(Collected data)
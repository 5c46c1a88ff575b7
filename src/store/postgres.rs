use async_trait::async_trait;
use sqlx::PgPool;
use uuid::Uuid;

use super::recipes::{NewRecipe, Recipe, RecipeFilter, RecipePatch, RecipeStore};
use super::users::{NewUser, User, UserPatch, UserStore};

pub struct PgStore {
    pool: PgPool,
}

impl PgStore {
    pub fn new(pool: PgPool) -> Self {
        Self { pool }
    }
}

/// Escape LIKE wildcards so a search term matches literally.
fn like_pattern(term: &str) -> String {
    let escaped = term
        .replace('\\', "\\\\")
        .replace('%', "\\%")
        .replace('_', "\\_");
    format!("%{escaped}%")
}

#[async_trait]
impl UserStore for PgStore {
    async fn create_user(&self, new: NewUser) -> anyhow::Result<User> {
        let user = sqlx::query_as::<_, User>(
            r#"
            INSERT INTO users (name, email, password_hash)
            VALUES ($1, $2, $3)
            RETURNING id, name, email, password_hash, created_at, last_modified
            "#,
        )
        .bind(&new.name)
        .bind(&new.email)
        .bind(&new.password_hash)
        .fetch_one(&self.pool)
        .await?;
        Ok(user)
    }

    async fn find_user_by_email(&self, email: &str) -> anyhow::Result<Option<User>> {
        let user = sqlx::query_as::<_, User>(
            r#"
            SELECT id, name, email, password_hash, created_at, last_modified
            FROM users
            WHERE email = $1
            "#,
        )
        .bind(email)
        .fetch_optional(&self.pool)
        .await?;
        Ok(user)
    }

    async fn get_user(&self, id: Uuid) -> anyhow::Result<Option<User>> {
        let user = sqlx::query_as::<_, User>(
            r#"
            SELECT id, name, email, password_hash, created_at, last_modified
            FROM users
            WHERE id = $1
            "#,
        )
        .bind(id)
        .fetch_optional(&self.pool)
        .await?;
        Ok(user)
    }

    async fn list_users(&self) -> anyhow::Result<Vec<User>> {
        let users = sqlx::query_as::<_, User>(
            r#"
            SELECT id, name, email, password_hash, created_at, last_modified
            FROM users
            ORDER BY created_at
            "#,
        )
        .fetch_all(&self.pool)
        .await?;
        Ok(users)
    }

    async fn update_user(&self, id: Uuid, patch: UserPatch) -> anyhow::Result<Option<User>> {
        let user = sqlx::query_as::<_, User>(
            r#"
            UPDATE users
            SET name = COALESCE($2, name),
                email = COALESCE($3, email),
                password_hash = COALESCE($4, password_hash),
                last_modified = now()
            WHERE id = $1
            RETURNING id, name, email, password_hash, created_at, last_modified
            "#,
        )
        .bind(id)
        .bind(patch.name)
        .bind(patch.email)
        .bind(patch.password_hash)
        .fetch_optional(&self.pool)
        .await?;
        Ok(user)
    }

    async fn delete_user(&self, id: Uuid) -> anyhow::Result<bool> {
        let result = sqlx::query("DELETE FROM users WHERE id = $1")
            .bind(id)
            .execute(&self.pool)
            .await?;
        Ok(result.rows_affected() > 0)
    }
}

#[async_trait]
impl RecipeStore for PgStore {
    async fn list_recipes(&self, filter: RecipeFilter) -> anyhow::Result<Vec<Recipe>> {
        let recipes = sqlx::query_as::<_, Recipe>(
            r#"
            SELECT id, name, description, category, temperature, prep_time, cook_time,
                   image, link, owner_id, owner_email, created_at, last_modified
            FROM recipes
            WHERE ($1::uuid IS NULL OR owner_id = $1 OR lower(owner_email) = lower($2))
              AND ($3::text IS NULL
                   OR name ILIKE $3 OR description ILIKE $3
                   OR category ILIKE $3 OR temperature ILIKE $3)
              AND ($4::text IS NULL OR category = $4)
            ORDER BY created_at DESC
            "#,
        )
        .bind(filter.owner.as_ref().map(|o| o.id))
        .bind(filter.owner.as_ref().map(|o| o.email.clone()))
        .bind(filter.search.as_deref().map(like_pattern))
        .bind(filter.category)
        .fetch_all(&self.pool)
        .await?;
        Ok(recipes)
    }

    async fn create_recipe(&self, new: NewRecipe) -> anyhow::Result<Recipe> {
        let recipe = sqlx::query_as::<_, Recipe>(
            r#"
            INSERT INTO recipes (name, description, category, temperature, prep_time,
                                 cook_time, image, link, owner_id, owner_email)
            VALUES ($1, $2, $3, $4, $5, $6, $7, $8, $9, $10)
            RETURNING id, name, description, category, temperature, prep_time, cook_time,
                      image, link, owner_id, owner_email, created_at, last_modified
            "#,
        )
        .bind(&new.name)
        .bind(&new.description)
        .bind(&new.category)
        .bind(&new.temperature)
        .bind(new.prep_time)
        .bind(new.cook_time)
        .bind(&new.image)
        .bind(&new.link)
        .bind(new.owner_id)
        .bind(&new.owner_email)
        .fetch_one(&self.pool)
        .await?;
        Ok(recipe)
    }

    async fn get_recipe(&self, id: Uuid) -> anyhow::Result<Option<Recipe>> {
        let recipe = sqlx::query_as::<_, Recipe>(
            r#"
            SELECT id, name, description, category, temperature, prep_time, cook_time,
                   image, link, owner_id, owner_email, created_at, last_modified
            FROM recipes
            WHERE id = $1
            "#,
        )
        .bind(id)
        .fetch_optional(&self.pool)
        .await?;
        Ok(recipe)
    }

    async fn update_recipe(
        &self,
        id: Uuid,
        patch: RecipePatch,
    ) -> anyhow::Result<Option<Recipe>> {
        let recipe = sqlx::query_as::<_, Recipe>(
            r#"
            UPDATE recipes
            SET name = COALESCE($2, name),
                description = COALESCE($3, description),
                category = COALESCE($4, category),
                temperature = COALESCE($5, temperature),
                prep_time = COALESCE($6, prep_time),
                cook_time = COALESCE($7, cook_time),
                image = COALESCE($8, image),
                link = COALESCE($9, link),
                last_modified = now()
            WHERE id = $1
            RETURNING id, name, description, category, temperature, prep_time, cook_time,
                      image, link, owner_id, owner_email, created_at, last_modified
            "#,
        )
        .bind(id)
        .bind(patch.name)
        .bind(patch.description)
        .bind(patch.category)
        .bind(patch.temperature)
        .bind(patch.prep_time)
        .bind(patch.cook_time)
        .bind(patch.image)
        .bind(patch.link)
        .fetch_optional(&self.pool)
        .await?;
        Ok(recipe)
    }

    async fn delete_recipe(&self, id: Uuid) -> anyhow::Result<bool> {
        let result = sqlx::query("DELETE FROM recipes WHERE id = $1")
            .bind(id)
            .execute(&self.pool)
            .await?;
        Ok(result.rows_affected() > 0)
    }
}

==

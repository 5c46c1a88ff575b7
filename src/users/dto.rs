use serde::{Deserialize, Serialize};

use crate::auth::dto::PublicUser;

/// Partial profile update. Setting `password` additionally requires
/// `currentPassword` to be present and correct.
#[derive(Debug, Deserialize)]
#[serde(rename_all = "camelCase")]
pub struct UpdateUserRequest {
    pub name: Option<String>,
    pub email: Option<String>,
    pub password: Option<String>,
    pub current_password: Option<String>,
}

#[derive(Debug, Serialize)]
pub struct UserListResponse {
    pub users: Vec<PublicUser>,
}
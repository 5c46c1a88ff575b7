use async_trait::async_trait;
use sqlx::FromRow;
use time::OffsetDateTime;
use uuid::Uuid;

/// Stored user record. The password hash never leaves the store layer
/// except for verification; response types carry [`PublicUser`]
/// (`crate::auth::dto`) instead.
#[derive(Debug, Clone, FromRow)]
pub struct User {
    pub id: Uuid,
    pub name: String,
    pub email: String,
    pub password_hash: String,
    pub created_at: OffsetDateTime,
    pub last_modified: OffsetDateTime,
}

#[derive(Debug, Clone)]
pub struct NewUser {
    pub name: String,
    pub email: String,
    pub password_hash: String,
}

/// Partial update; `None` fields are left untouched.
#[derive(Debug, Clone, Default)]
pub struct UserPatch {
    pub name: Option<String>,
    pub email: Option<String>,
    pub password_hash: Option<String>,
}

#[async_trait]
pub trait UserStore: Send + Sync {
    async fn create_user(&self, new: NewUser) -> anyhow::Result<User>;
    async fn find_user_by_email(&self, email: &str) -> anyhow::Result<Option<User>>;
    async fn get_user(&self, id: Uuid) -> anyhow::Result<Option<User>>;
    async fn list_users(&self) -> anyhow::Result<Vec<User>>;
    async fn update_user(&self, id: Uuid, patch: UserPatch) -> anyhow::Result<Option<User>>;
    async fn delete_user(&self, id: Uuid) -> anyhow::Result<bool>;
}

» HOW TO COMPLETE THIS TASK: Copy every line where the word "NewRecipe" is present in the entries above.

» SOLUTION TO THE EXERCISE:
use super::recipes::{NewRecipe, Recipe, RecipeFilter, RecipePatch, RecipeStore};
    async fn create_recipe(&self, new: NewRecipe) -> anyhow::Result<Recipe> {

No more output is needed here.